Unfortunately, the aforesaid reasoning did not translate into any declared law, since the Single Judge was bound by McDermott (Supra) and other pronouncements following McDermott (Supra). Consequently, the Single Judge bound by precedents was unable to provide the due relief(s), no matter and "howsoever strange the said result may sound". Despite the Award refusing the Claim of the Claimant duly set- aside, the Claims of the Claimant were still not awarded to the Claimant. The Claimant is required to pursue yet another round of Arbitration.
Consequently, the pursuit and application of McDermott (Supra) presents a hopeless, contradictory and self-defeating eventuality with no end in sight. Parties would indulge in an arbitration that may never end. As apparent, they would be caged in an infinite merry- go- round. On the contrary, if the conclusions propounded in Ms. G (Supra) and Bharti Airtel Ltd (Supra) are accepted and embraced, a Section 34 Court would be empowered and entitled to grant the requisite relief(s), once it sets-aside an Award. It could modify, enhance, vary and revise an Award exercising powers akin to an Appellate Court in such manner it deemed fit. Resultantly, arbitration proceedings would meet and reach a finality allowing Parties to achieve and secure the purpose of their arbitration. If the process of arbitration is to meet and serve the purpose of its enactment, it must necessarily secure and obtain relief to the Parties who have invested their time, energy and money. As rightly argued, a Party does not invoke the arbitration proceedings for academic or superficial reasons but for the obtainment of reliefs and for the enforcement of rights denied to them. The alternate dispute redressal mechanism must respond with the desired result and relief(s) to all those reposing fate, trust, and belief.

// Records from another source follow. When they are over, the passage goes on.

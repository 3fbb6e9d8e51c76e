use axum::{
    Json,
    extract::{Path, Query, State},
};
use serde_aux::field_attributes::deserialize_option_number_from_string;
use validator::Validate;

use crate::{
    db::report::{
        ActiveReader, CatalogStatistics, EngagedReader, GenrePopularity, TopRatedManga,
        WellRatedManga, active_readers, catalog_statistics, engaged_readers_in_genre,
        genre_popularity, top_rated_manga, well_rated_manga,
    },
    error::Error,
    state::SharedAppState,
};

const DEFAULT_TOP_RATED_LIMIT: i64 = 5;

#[derive(serde::Deserialize, Debug, Validate)]
pub struct TopRatedQuery {
    #[serde(default, deserialize_with = "deserialize_option_number_from_string")]
    #[validate(range(min = 1, max = 100))]
    limit: Option<i64>,
}

#[derive(serde::Deserialize, Debug)]
pub struct GenrePath {
    pub name: String,
}

#[tracing::instrument(
    name = "[GET] reports/top-rated",
    skip_all,
    fields(parameters = ?query)
)]
pub async fn top_rated(
    State(app_state): State<SharedAppState>,
    Query(query): Query<TopRatedQuery>,
) -> Result<Json<Vec<TopRatedManga>>, Error> {
    query.validate().map_err(Error::Validation)?;

    let result = top_rated_manga(
        &app_state.pool,
        query.limit.unwrap_or(DEFAULT_TOP_RATED_LIMIT),
    )
    .await?;

    Ok(Json(result))
}

#[tracing::instrument(
    name = "[GET] reports/genres/{name}/engaged-readers",
    skip_all,
    fields(genre = %path.name)
)]
pub async fn engaged_readers(
    State(app_state): State<SharedAppState>,
    Path(path): Path<GenrePath>,
) -> Result<Json<Vec<EngagedReader>>, Error> {
    let result = engaged_readers_in_genre(&app_state.pool, &path.name).await?;

    Ok(Json(result))
}

#[tracing::instrument(name = "[GET] reports/genres", skip_all)]
pub async fn genres(
    State(app_state): State<SharedAppState>,
) -> Result<Json<Vec<GenrePopularity>>, Error> {
    let result = genre_popularity(&app_state.pool).await?;

    Ok(Json(result))
}

#[tracing::instrument(name = "[GET] reports/well-rated", skip_all)]
pub async fn well_rated(
    State(app_state): State<SharedAppState>,
) -> Result<Json<Vec<WellRatedManga>>, Error> {
    let result = well_rated_manga(&app_state.pool).await?;

    Ok(Json(result))
}

#[tracing::instrument(name = "[GET] reports/active-readers", skip_all)]
pub async fn active(
    State(app_state): State<SharedAppState>,
) -> Result<Json<Vec<ActiveReader>>, Error> {
    let result = active_readers(&app_state.pool).await?;

    Ok(Json(result))
}

#[tracing::instrument(name = "[GET] reports/statistics", skip_all)]
pub async fn statistics(
    State(app_state): State<SharedAppState>,
) -> Result<Json<CatalogStatistics>, Error> {
    let result = catalog_statistics(&app_state.pool).await?;

    Ok(Json(result))
}
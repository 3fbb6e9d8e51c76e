use std::sync::Arc;

use axum::{Extension, Json, extract::State, http::StatusCode};
use secrecy::SecretString;
use serde::Deserialize;
use validator::{Validate, ValidationErrors};

use crate::{
    db::{error::DatabaseError, reader_manga::get_reading_list, user::change_password},
    error::Error,
    model::{ReaderManga, User},
    state::SharedAppState,
};

use super::{auth::validate_password, require_reader};

#[tracing::instrument(name = "[GET] me", skip_all)]
pub async fn index(Extension(user): Extension<Arc<User>>) -> Result<Json<Arc<User>>, Error> {
    Ok(Json(user))
}

#[derive(Deserialize)]
pub struct ChangePasswordRequest {
    pub current_password: SecretString,
    pub new_password: SecretString,
}

impl Validate for ChangePasswordRequest {
    fn validate(&self) -> Result<(), ValidationErrors> {
        let mut errors = ValidationErrors::new();

        validate_password(&mut errors, "current_password", &self.current_password);
        validate_password(&mut errors, "new_password", &self.new_password);

        if !errors.errors().is_empty() {
            return Err(errors);
        }

        Ok(())
    }
}

#[tracing::instrument(name = "[PUT] me/password", skip_all, fields(user_id = user.id))]
pub async fn update_password(
    Extension(user): Extension<Arc<User>>,
    State(app_state): State<SharedAppState>,
    Json(request): Json<ChangePasswordRequest>,
) -> Result<StatusCode, Error> {
    request.validate().map_err(Error::Validation)?;

    let mut tx = app_state.pool.begin().await.map_err(DatabaseError::from)?;
    change_password(
        &mut tx,
        user.id,
        request.current_password,
        request.new_password,
    )
    .await?;
    tx.commit().await.map_err(DatabaseError::from)?;

    Ok(StatusCode::NO_CONTENT)
}

#[tracing::instrument(name = "[GET] me/reading", skip_all, fields(user_id = user.id))]
pub async fn reading(
    Extension(user): Extension<Arc<User>>,
    State(app_state): State<SharedAppState>,
) -> Result<Json<Vec<ReaderManga>>, Error> {
    let reader_id = require_reader(&user)?;

    let result = get_reading_list(&app_state.pool, reader_id).await?;

    Ok(Json(result))
}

McDermott (Supra) reduces arbitration to an "unending exercise", where "the lis will never attain finality". McDermott (Supra) needs re-consideration. It is contrary to the very purpose of arbitration. The reasoning, logic and rationale propounded in Ms. G vs. Isg Novasoft Technology (Supra) and Bharti Airtel Ltd. (Supra) needs appreciation and acceptance. The cycle has to stop. The merry-go-round must cease. The purposive, expansive and relief oriented conclusion must prevail over the strict, literal and relief evading interpretation. Isn't law meant to serve and secure? Was it ever meant to be "interminable, time-consuming, complex and expensive court procedures"11 replete with "procedural claptrap"11, that would make "lawyers laugh and legal philosophers weep"11?
Views Are Personal Only.
1. McDermott International Inc vs. Burn Standard Co. Ltd. (2006) 11SCC 181.
2. Union of India vs. M/s Modern Laminators Ltd., OMP 103/2005 Dated 20.08.2008.
3. State of Orissa vs. Samantary Construction Pvt. Ltd., Civil Appeal 2991/2007 Dated
4. Numaligarh Refinery vs. Daelim Industrial Co. Ltd. (2007) 8SCC 446.
5. Krishna Bhagya Jala Nigam Ltd. vs. G. Harish Chandra Reddy and Another (2007) 2SCC 720.
6. M/s Poysha Oxygen Pvt. Ltd, vs. Ashwini Suri and Others, OMP 126/ 2001 Dated 30.07.2009.
7. Union of India vs. Arctic India (2007) 4 Arb LR 524 (Bom).
8. Bharat Heavy Electricals Ltd. vs. Tata Projects Ltd. (2015) 5SCC 682.
9. Ms. G vs. Isg Novasoft Technologies Ltd., (2015) 1MLJ 5.
10. Bharti Airtel Ltd. and Others vs. Union of India 231 (2016) DLT 71.
11. Guru Nanak Foundation vs. Rattan Singh and Sons (1981) 4SCC 634.